Evidence. Interrogatories. Factual Investigations. Expert Witness. Discovery.

These are things which sound tedious, expensive and maybe confusing. But if you want to succeed in a legal action, you may want to read this. Why?

Anybody who has ever read a law text book or a court decision, or who has watched a murder movie or listened to a true crime podcast, would be familiar with the word “evidence”. It is such a crucial element to anything which requires something to be proven, yet, when faced with a request to provide evidence, one might be puzzled. What is it? How do I go about getting it?
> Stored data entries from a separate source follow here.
//! Python environment lookup for the import rule
//!
//! Standard-library names come from `sys.stdlib_module_names` (3.10
//! through 3.13, removed modules included). Installed packages are found by
//! asking the interpreter for its `sys.path` once and probing those
//! directories.

use once_cell::sync::Lazy;
use std::collections::HashMap;
use std::path::{Path, PathBuf};
use std::process::Command;
use std::sync::Mutex;
use tracing::debug;

const PYTHON_STDLIB: &[&str] = &[
    "__future__", "_abc", "_aix_support", "_ast", "_asyncio", "_bisect", "_blake2", "_bootsubprocess",
    "_bz2", "_codecs", "_codecs_cn", "_codecs_hk", "_codecs_iso2022", "_codecs_jp", "_codecs_kr",
    "_codecs_tw", "_collections", "_collections_abc", "_colorize", "_compat_pickle", "_compression",
    "_contextvars", "_crypt", "_csv", "_ctypes", "_curses", "_curses_panel", "_datetime", "_dbm",
    "_decimal", "_elementtree", "_frozen_importlib", "_frozen_importlib_external", "_functools",
    "_gdbm", "_hashlib", "_heapq", "_imp", "_interpchannels", "_interpqueues", "_interpreters",
    "_io", "_ios_support", "_json", "_locale", "_lsprof", "_lzma", "_markupbase", "_md5", "_msi",
    "_multibytecodec", "_multiprocessing", "_opcode", "_opcode_metadata", "_operator",
    "_osx_support", "_overlapped", "_pickle", "_posixshmem", "_posixsubprocess", "_py_abc",
    "_pydatetime", "_pydecimal", "_pyio", "_pylong", "_pyrepl", "_queue", "_random", "_scproxy",
    "_sha1", "_sha2", "_sha256", "_sha3", "_sha512", "_signal", "_sitebuiltins", "_socket",
    "_sqlite3", "_sre", "_ssl", "_stat", "_statistics", "_string", "_strptime", "_struct",
    "_suggestions", "_symtable", "_sysconfig", "_thread", "_threading_local", "_tkinter",
    "_tokenize", "_tracemalloc", "_typing", "_uuid", "_warnings", "_weakref", "_weakrefset",
    "_winapi", "_wmi", "_zoneinfo", "abc", "aifc", "antigravity", "argparse", "array", "ast",
    "asynchat", "asyncio", "asyncore", "atexit", "audioop", "base64", "bdb", "binascii", "binhex",
    "bisect", "builtins", "bz2", "cProfile", "calendar", "cgi", "cgitb", "chunk", "cmath", "cmd",
    "code", "codecs", "codeop", "collections", "colorsys", "compileall", "concurrent",
    "configparser", "contextlib", "contextvars", "copy", "copyreg", "crypt", "csv", "ctypes",
    "curses", "dataclasses", "datetime", "dbm", "decimal", "difflib", "dis", "distutils",
    "doctest", "email", "encodings", "ensurepip", "enum", "errno", "faulthandler", "fcntl",
    "filecmp", "fileinput", "fnmatch", "fractions", "ftplib", "functools", "gc", "genericpath",
    "getopt", "getpass", "gettext", "glob", "graphlib", "grp", "gzip", "hashlib", "heapq", "hmac",
    "html", "http", "idlelib", "imaplib", "imghdr", "imp", "importlib", "inspect", "io",
    "ipaddress", "itertools", "json", "keyword", "lib2to3", "linecache", "locale", "logging",
    "lzma", "mailbox", "mailcap", "marshal", "math", "mimetypes", "mmap", "modulefinder",
    "msilib", "msvcrt", "multiprocessing", "netrc", "nis", "nntplib", "nt", "ntpath",
    "nturl2path", "numbers", "opcode", "operator", "optparse", "os", "ossaudiodev", "pathlib",
    "pdb", "pickle", "pickletools", "pipes", "pkgutil", "platform", "plistlib", "poplib", "posix",
    "posixpath", "pprint", "profile", "pstats", "pty", "pwd", "py_compile", "pyclbr", "pydoc",
    "pydoc_data", "pyexpat", "queue", "quopri", "random", "re", "readline", "reprlib", "resource",
    "rlcompleter", "runpy", "sched", "secrets", "select", "selectors", "shelve", "shlex", "shutil",
    "signal", "site", "smtpd", "smtplib", "sndhdr", "socket", "socketserver", "spwd", "sqlite3",
    "sre_compile", "sre_constants", "sre_parse", "ssl", "stat", "statistics", "string",
    "stringprep", "struct", "subprocess", "sunau", "symtable", "sys", "sysconfig", "syslog",
    "tabnanny", "tarfile", "telnetlib", "tempfile", "termios", "textwrap", "this", "threading",
    "time", "timeit", "tkinter", "token", "tokenize", "tomllib", "trace", "traceback",
    "tracemalloc", "tty", "turtle", "turtledemo", "types", "typing", "unicodedata", "unittest",
    "urllib", "uu", "uuid", "venv", "warnings", "wave", "weakref", "webbrowser", "winreg",
    "winsound", "wsgiref", "xdrlib", "xml", "xmlrpc", "zipapp", "zipfile", "zipimport", "zlib",
    "zoneinfo",
];

static SEARCH_PATHS: Lazy<Mutex<HashMap<String, Vec<PathBuf>>>> = Lazy::new(|| Mutex::new(HashMap::new()));

/// Whether `module` is a top-level standard-library name
pub fn is_stdlib(module: &str) -> bool {
    PYTHON_STDLIB.binary_search(&module).is_ok()
}

/// The interpreter's `sys.path`, queried once per interpreter and cached.
/// An interpreter that cannot be run yields no paths.
pub fn interpreter_search_paths(interpreter: &str) -> Vec<PathBuf> {
    if interpreter.is_empty() {
        return Vec::new();
    }
    let mut cache = match SEARCH_PATHS.lock() {
        Ok(cache) => cache,
        Err(poisoned) => poisoned.into_inner(),
    };
    cache
        .entry(interpreter.to_string())
        .or_insert_with(|| query_sys_path(interpreter))
        .clone()
}

fn query_sys_path(interpreter: &str) -> Vec<PathBuf> {
    let output = Command::new(interpreter)
        .args(["-c", "import sys; print('\\n'.join(sys.path))"])
        .output();
    match output {
        Ok(output) if output.status.success() => {
            let paths: Vec<PathBuf> = String::from_utf8_lossy(&output.stdout)
                .lines()
                .map(str::trim)
                .filter(|line| !line.is_empty())
                .map(PathBuf::from)
                .filter(|path| path.is_dir())
                .collect();
            debug!("{} reports {} search paths", interpreter, paths.len());
            paths
        }
        Ok(output) => {
            debug!("{} exited with {}", interpreter, output.status);
            Vec::new()
        }
        Err(e) => {
            debug!("Could not run {}: {}", interpreter, e);
            Vec::new()
        }
    }
}

/// Site-packages directories of the active virtualenv, if any
pub fn virtualenv_site_packages() -> Vec<PathBuf> {
    let Some(venv) = std::env::var_os("VIRTUAL_ENV").map(PathBuf::from) else {
        return Vec::new();
    };
    let mut roots = vec![venv.join("Lib").join("site-packages")];
    if let Ok(entries) = std::fs::read_dir(venv.join("lib")) {
        for entry in entries.flatten() {
            if entry.file_name().to_string_lossy().starts_with("python") {
                roots.push(entry.path().join("site-packages"));
            }
        }
    }
    roots
}

/// Whether `root` holds a package, a source module or an extension module
/// named `module`
pub fn module_in(root: &Path, module: &str) -> bool {
    if root.join(module).is_dir() || root.join(format!("{}.py", module)).is_file() {
        return true;
    }
    let prefix = format!("{}.", module);
    std::fs::read_dir(root)
        .map(|entries| {
            entries.flatten().any(|entry| {
                let name = entry.file_name().to_string_lossy().into_owned();
                name.starts_with(&prefix) && (name.ends_with(".so") || name.ends_with(".pyd"))
            })
        })
        .unwrap_or(false)
}

#[cfg(test)]
mod tests {
    use super::*;

    #[test]
    fn test_stdlib_table_is_sorted() {
        assert!(PYTHON_STDLIB.windows(2).all(|pair| pair[0] < pair[1]));
    }

    #[test]
    fn test_stdlib_names() {
        for name in ["codecs", "zoneinfo", "locale", "atexit", "binascii", "sysconfig", "tomllib", "numbers"] {
            assert!(is_stdlib(name), "{} should be stdlib", name);
        }
        assert!(!is_stdlib("numpy"));
        assert!(!is_stdlib("requests"));
    }

    #[test]
    fn test_missing_interpreter_yields_nothing() {
        assert!(interpreter_search_paths("").is_empty());
        assert!(interpreter_search_paths("surely-not-a-python-xyz").is_empty());
    }

    #[test]
    fn test_module_in() {
        let dir = tempfile::tempdir().unwrap();
        std::fs::create_dir(dir.path().join("pkg")).unwrap();
        std::fs::write(dir.path().join("single.py"), "").unwrap();
        std::fs::write(dir.path().join("_speedups.cpython-312-x86_64-linux-gnu.so"), "").unwrap();

        assert!(module_in(dir.path(), "pkg"));
        assert!(module_in(dir.path(), "single"));
        assert!(module_in(dir.path(), "_speedups"));
        assert!(!module_in(dir.path(), "absent"));
    }
}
In this article, Hari Gupta and David Giacomantonio aim to shed some light on the various types of evidentiary issues one might encounter in an ordinary claim and how one might go about providing evidence.


By definition, “evidence” may be defined as the available body of facts or information indicating whether a belief or proposition is true or valid.

In a legal context, the concept of evidence, or proof of a fact, is understood to mean the things [yes, obscure word intentionally used] a party to a legal dispute must show, demonstrate or refer to which confirms the basis for making and proving the allegation.

So, if Little Johnny was to tell his teacher that his dog ate his homework, and his teacher required evidence; then Little Johnny may produce reliably clear video footage of a canine consuming documentation which undoubtedly was the completed homework. For good measure, Little Johnny may also produce a sworn affidavit from an independent witness.

Witnesses, especially expert witnesses, go a long way in shaping the outcome. As mentioned above, battles are won or lost before the battle commences. The recent cases detailed below explain why.

But first, let’s look at some other definitions.


Onus of proof – Also known as burden of proof. This means ‘which party must prove their case, or a certain element of their case’.

Standard of proof – Sometimes called ‘evidentiary threshold’. This means ‘the extent to which one must go to prove something’.

Beyond reasonable doubt – This is the standard of proof in criminal matters. In the infamous OJ Simpson trial, the defence illustrated it as, ‘if it (the glove) doesn’t fit, you must acquit.’

Balance of probabilities – This is the standard of proof in civil matters. In such matters, a party needs to show that ‘it is more likely than not’ that what it is saying is correct.

Reasonably arguable case – This is a phrase that most workers compensation lawyers in Tasmania will be familiar with. This standard of proof only requires a party to show that it has a case which has a reasonable chance of success. In other words, the party’s case only needs to be reasonably arguable and need not be strong or compelling.

We now turn to some recent, practical examples.

Practical examples

Four cases

In Townsville City Council v Hodges [2023] QCA 136, the Plaintiff tripped in a “hole”, causing her to fall, while she was walking through a Council park. She succeeded at trial but failed once the Council appealed.

In Carusi v St Mary’s Anglican Girls School Inc [2023] WADC 103, the Plaintiff was injured when she fell down a set of auditorium steps at a school. The Plaintiff’s legal team engaged an ergonomics expert. The Defendant succeeded.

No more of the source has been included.